Escalating violence for Peace

I watched President Bush’s address two nights ago. Heard the "plan," listened to the justifications. Saw how Americans–and by virtue of being joined at the hip, we Canadians–were asked to trust in militaristic wisdom. Wisdom being, to send over another 21,000 troops. The force of which will contain the insurgents long enough for Maliki and the Iraqi government to spread democracy across the land.

And then there was the President’s gaping logic of…we can’t and won’t leave Iraq without a victory…but we’re going to leave if you guys can’t get your act together.

And all of this was wrapped up neatly in a not too oblique prayer that the "Author of liberty" would bring about the desires of the American people. That is, the desires of the Bush administration because obviously the Author is on America’s side.

Thing is, I could understand, I still wouldn’t like it, but I could understand if President Bush and his supporter in the stuff of war, Prime Minister Harper…if their own life-views were secular, agnostic, atheistic, even outwardly Imperialistic, Machiavellian, and so on. But no, for perhaps the first time in history we have, at the same time, two leaders that are Evangelical Christians. And they publish and proclaim the thing. They both pray in the name of the Prince of peace. And they both support the violence of an unjust war (whether or not there is any such thing as a just war). harperbush_4

So I don’t see how it would be asking too much for a kind of admission that in their understanding (Evangelical) Christianity is good to a point. Good within the confines of Sunday AM, and family and private life. But that when it comes to the big picture, Jesus didn’t address this, left it up to, well, God ordained leaders of course. Because, in private life, the "Author of liberty" proclaims that liberty never comes from violence, but regarding nationhood, violence and it’s escalation is obviously necessary to procure liberty. And because in the personal realm, the "Author of liberty" is on the side of victims, but publicly, politically, nationally, one must know that "He," God, is on the side of the militaristically superior.

As an evangelical Christian Bush may even see himself as an instrument for ushering in the end of days. Just may see himself as catalyst to Revelations’ apocalypse, where true Christians escape to paradise.

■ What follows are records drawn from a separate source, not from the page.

use std::borrow::Cow;

use crate::error::{Result, SenadoError};

use super::utils::{element_children, get_tag_name, get_text};

/// One tagged node of a document.
#[derive(Debug, Clone, PartialEq, Eq, Default)]
pub struct Element {
    /// Tag name without namespace prefix.
    pub tag: String,
    /// Direct text, trimmed. `None` when absent or whitespace-only.
    pub text: Option<String>,
    pub attributes: Vec<(String, String)>,
    pub children: Vec<Element>,
}

impl Element {
    /// Create an element with a tag and no content.
    pub fn new(tag: impl Into<String>) -> Self {
        Self {
            tag: tag.into(),
            ..Self::default()
        }
    }

    /// Builder: set the text.
    #[must_use]
    pub fn with_text(mut self, text: impl Into<String>) -> Self {
        self.text = Some(text.into());
        self
    }

    /// Builder: add an attribute.
    #[must_use]
    pub fn with_attribute(mut self, name: impl Into<String>, value: impl Into<String>) -> Self {
        self.attributes.push((name.into(), value.into()));
        self
    }

    /// Builder: append a child.
    #[must_use]
    pub fn with_child(mut self, child: Element) -> Self {
        self.children.push(child);
        self
    }

    fn from_node(node: roxmltree::Node<'_, '_>) -> Self {
        Self {
            tag: get_tag_name(node).to_string(),
            text: get_text(node),
            attributes: node
                .attributes()
                .map(|a| (a.name().to_string(), a.value().to_string()))
                .collect(),
            children: element_children(node).map(Self::from_node).collect(),
        }
    }

    pub fn text(&self) -> Option<&str> {
        self.text.as_deref()
    }

    pub fn attribute(&self, name: &str) -> Option<&str> {
        self.attributes
            .iter()
            .find(|(n, _)| n == name)
            .map(|(_, v)| v.as_str())
    }

    /// The `index`-th child element.
    pub fn child(&self, index: usize) -> Option<&Element> {
        self.children.get(index)
    }

    /// First child with the given tag.
    pub fn find_child(&self, tag: &str) -> Option<&Element> {
        self.children.iter().find(|c| c.tag == tag)
    }

    /// Follow a path of child positions, e.g. `[1, 0]` for the first child
    /// of the second child.
    pub fn descend(&self, positions: &[usize]) -> Option<&Element> {
        let mut current = self;
        for &index in positions {
            current = current.child(index)?;
        }
        Some(current)
    }
}

/// A parsed document together with the bytes it came from.
#[derive(Debug, Clone, PartialEq, Eq)]
pub struct Document {
    raw: Vec<u8>,
    root: Element,
}

impl Document {
    /// Parse raw bytes into a document.
    ///
    /// The bytes are decoded according to the encoding named in the XML
    /// declaration: UTF-8 (the default) or ISO-8859-1.
    ///
    /// # Errors
    /// `MalformedDocument` when the encoding is unsupported, the bytes do not
    /// decode, or the text is not well-formed XML.
    pub fn parse(raw: Vec<u8>) -> Result<Self> {
        let text = decode(&raw)?;
        let doc = roxmltree::Document::parse(&text)?;
        let root = Element::from_node(doc.root_element());
        Ok(Self { raw, root })
    }

    /// Build a document around an existing tree.
    ///
    /// The raw bytes are left empty; such documents are meant for parsing
    /// only, not for write-back.
    #[must_use]
    pub fn from_root(root: Element) -> Self {
        Self {
            raw: Vec::new(),
            root,
        }
    }

    pub fn root(&self) -> &Element {
        &self.root
    }

    /// The bytes the document was parsed from.
    pub fn raw(&self) -> &[u8] {
        &self.raw
    }
}

/// Encoding label from the `<?xml ... encoding="..."?>` declaration.
fn declared_encoding(raw: &[u8]) -> Option<String> {
    let declaration = raw.strip_prefix(b"<?xml")?;
    let end = declaration.windows(2).position(|w| w == b"?>")?;
    let declaration = std::str::from_utf8(&declaration[..end]).ok()?;
    let value = declaration.split("encoding").nth(1)?.trim_start();
    let value = value.strip_prefix('=')?.trim_start();
    let quote = value.chars().next().filter(|c| *c == '"' || *c == '\'')?;
    let value = &value[1..];
    value.find(quote).map(|close| value[..close].to_string())
}

fn decode(raw: &[u8]) -> Result<Cow<'_, str>> {
    let encoding = declared_encoding(raw).map(|e| e.to_ascii_lowercase());
    match encoding.as_deref() {
        None | Some("utf-8" | "utf8") => std::str::from_utf8(raw)
            .map(Cow::Borrowed)
            .map_err(|e| SenadoError::MalformedDocument(format!("invalid UTF-8: {e}"))),
        // Every Latin-1 byte is the code point of the same value
        Some("iso-8859-1" | "latin1" | "latin-1") => {
            Ok(Cow::Owned(raw.iter().map(|&b| char::from(b)).collect()))
        }
        Some(other) => Err(SenadoError::MalformedDocument(format!(
            "unsupported encoding: {other}"
        ))),
    }
}
//! Handler for the `preview` command.

use anyhow::{Result, bail};

use crate::cli::PreviewArgs;
use crate::export::{ExportContext, ExportFormat, generate_preview};
use crate::infra::read_note;

/// Handle the `preview` command: render to stdout without writing a file.
pub fn handle_preview(args: &PreviewArgs) -> Result<()> {
    let format = match args.format.as_export_format() {
        Some(ExportFormat::Printable) => {
            bail!("printable documents have no text preview; use `export --format printable`")
        }
        None => bail!("docx documents have no text preview; use `export --format docx`"),
        Some(format) => format,
    };

    let note = read_note(&args.file)?;
    let context = ExportContext::for_note(&note);
    let options = args.to_options(format);

    print!("{}", generate_preview(&note, &options, &context));
    Ok(())
}
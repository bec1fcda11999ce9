//! Flat paragraph/run document model and the note-to-model mapping.

use crate::export::docx::ResolvedNote;
use crate::export::format_timestamp;
use crate::parse::{Block, InlineRun, ListKind, parse_blocks};

/// Left indent for list items and blockquotes, in twips (0.5 inch).
const LIST_INDENT: u32 = 720;

/// Shading fill for code blocks.
pub(crate) const CODE_FILL: &str = "F2F2F2";

/// Monospace font for code runs.
pub(crate) const MONO_FONT: &str = "Consolas";

/// The assembled document: styled paragraphs plus the hyperlink targets
/// that need external relationships.
pub(crate) struct DocModel {
    pub label: String,
    pub paragraphs: Vec<Para>,
    pub hyperlinks: Vec<String>,
}

/// Paragraph-level border variants used by the renderer.
#[derive(Debug, Clone, Copy, Default, PartialEq, Eq)]
pub(crate) enum ParaBorder {
    #[default]
    None,
    /// Blockquote: thick left border.
    Left,
    /// Horizontal rule: bottom border only.
    Bottom,
    /// Code block: thin border on all four sides.
    Box,
}

#[derive(Debug, Clone, Default)]
pub(crate) struct Para {
    pub style: Option<&'static str>,
    pub indent: Option<u32>,
    pub border: ParaBorder,
    pub shaded: bool,
    pub page_break_before: bool,
    pub runs: Vec<Run>,
}

impl Para {
    fn styled(style: &'static str) -> Self {
        Self { style: Some(style), ..Default::default() }
    }

    fn with_runs(runs: Vec<Run>) -> Self {
        Self { runs, ..Default::default() }
    }

    fn empty() -> Self {
        Self::default()
    }
}

#[derive(Debug, Clone)]
pub(crate) enum Run {
    Text {
        text: String,
        bold: bool,
        italic: bool,
        code: bool,
    },
    Hyperlink {
        text: String,
        /// Index into `DocModel::hyperlinks`.
        index: usize,
    },
}

impl Run {
    fn plain(text: impl Into<String>) -> Self {
        Run::Text { text: text.into(), bold: false, italic: false, code: false }
    }

    fn bold(text: impl Into<String>) -> Self {
        Run::Text { text: text.into(), bold: true, italic: false, code: false }
    }
}

/// Builds the document model for a batch of resolved notes.
///
/// Each note renders as: title, pipe-joined metadata summary, timestamp
/// line, optional links sub-heading with bulleted hyperlinks, a rule, then
/// the parsed body. Every note after the first forces a page break.
pub(crate) fn build_model(notes: &[ResolvedNote<'_>], label: &str) -> DocModel {
    let mut model = DocModel {
        label: label.to_string(),
        paragraphs: Vec::new(),
        hyperlinks: Vec::new(),
    };

    for (i, resolved) in notes.iter().enumerate() {
        push_note(&mut model, resolved, i > 0);
    }

    model
}

fn push_note(model: &mut DocModel, resolved: &ResolvedNote<'_>, page_break: bool) {
    let note = resolved.note;

    let mut title = Para::styled("Title");
    title.page_break_before = page_break;
    title.runs.push(Run::plain(note.title()));
    model.paragraphs.push(title);

    model
        .paragraphs
        .push(Para::with_runs(vec![Run::plain(metadata_summary(resolved))]));
    model.paragraphs.push(Para::with_runs(vec![Run::plain(format!(
        "作成日時: {} | 更新日時: {}",
        format_timestamp(note.created()),
        format_timestamp(note.updated())
    ))]));

    if !note.urls().is_empty() {
        let mut heading = Para::styled("Heading4");
        heading.runs.push(Run::plain("参考URL"));
        model.paragraphs.push(heading);

        for entry in note.urls() {
            let text = entry.title.clone().unwrap_or_else(|| entry.url.clone());
            model.hyperlinks.push(entry.url.clone());
            let index = model.hyperlinks.len() - 1;
            let mut para = Para::with_runs(vec![
                Run::plain("• "),
                Run::Hyperlink { text, index },
            ]);
            para.indent = Some(LIST_INDENT);
            model.paragraphs.push(para);
        }
    }

    let mut rule = Para::empty();
    rule.border = ParaBorder::Bottom;
    model.paragraphs.push(rule);

    for block in parse_blocks(note.content()) {
        push_block(model, block);
    }
}

fn push_block(model: &mut DocModel, block: Block) {
    match block {
        Block::Heading { level, runs } => {
            let style = match level {
                1 => "Heading1",
                2 => "Heading2",
                3 => "Heading3",
                _ => "Heading4",
            };
            let mut para = Para::styled(style);
            para.runs = map_runs(model, &runs);
            model.paragraphs.push(para);
        }
        Block::Paragraph(runs) => {
            let mapped = map_runs(model, &runs);
            model.paragraphs.push(Para::with_runs(mapped));
        }
        Block::Blockquote(runs) => {
            let mut para = Para::with_runs(map_runs(model, &runs));
            para.indent = Some(LIST_INDENT);
            para.border = ParaBorder::Left;
            model.paragraphs.push(para);
        }
        Block::List { kind, items } => {
            for (i, item) in items.into_iter().enumerate() {
                let marker = match kind {
                    ListKind::Bullet => "• ".to_string(),
                    // Source numbers are ignored; each contiguous run
                    // renumbers from 1.
                    ListKind::Ordered => format!("{}. ", i + 1),
                    ListKind::Checklist => {
                        if item.checked == Some(true) {
                            "☑ ".to_string()
                        } else {
                            "☐ ".to_string()
                        }
                    }
                };
                let mut runs = vec![Run::plain(marker)];
                runs.extend(map_runs(model, &item.runs));
                let mut para = Para::with_runs(runs);
                para.indent = Some(LIST_INDENT);
                model.paragraphs.push(para);
            }
        }
        Block::CodeBlock(lines) => {
            for line in lines {
                let mut para = Para::with_runs(vec![Run::Text {
                    text: line,
                    bold: false,
                    italic: false,
                    code: true,
                }]);
                para.border = ParaBorder::Box;
                para.shaded = true;
                model.paragraphs.push(para);
            }
        }
        Block::HorizontalRule => {
            let mut para = Para::empty();
            para.border = ParaBorder::Bottom;
            model.paragraphs.push(para);
        }
        Block::Blank => model.paragraphs.push(Para::empty()),
    }
}

fn map_runs(model: &mut DocModel, runs: &[InlineRun]) -> Vec<Run> {
    runs.iter()
        .map(|run| match run {
            InlineRun::Plain(s) => Run::plain(s.clone()),
            InlineRun::Bold(s) => Run::bold(s.clone()),
            InlineRun::Italic(s) => Run::Text {
                text: s.clone(),
                bold: false,
                italic: true,
                code: false,
            },
            InlineRun::Code(s) => Run::Text {
                text: s.clone(),
                bold: false,
                italic: false,
                code: true,
            },
            InlineRun::Link { text, url } => {
                model.hyperlinks.push(url.clone());
                Run::Hyperlink {
                    text: text.clone(),
                    index: model.hyperlinks.len() - 1,
                }
            }
        })
        .collect()
}

fn metadata_summary(resolved: &ResolvedNote<'_>) -> String {
    let note = resolved.note;
    let mut parts = Vec::new();
    if !resolved.category_path.is_empty() {
        parts.push(format!("カテゴリ: {}", resolved.category_path));
    }
    parts.push(format!("優先度: {}", note.priority().label()));
    if note.favorite() {
        parts.push("★".to_string());
    }
    if !resolved.tag_names.is_empty() {
        let tags: Vec<String> = resolved.tag_names.iter().map(|t| format!("#{t}")).collect();
        parts.push(tags.join(" "));
    }
    parts.join(" | ")
}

Now I’m being alarmist. Simplistic perhaps. So while I’m at it…there couldn’t possibly be any Iranian design in this escalation. And even if there was I’m one of those who needs protection through the "noble lie." I cannot possibly understand or "handle" the real truth. Better to leave statecraft to the illuminati…like Bush and Cheney (and Harper). After all the "noble lie" worked well enough keeping us plebes unruffled leading up to the invasion of Iraq.

Okay, here’s the sting. We are trapped, caught like skin in a zipper, and it’s going to hurt like hell to pull it back, and it’s going to bleed, but if we don’t things will fester and degrade and destroy us. Time to get out the sandwich boards.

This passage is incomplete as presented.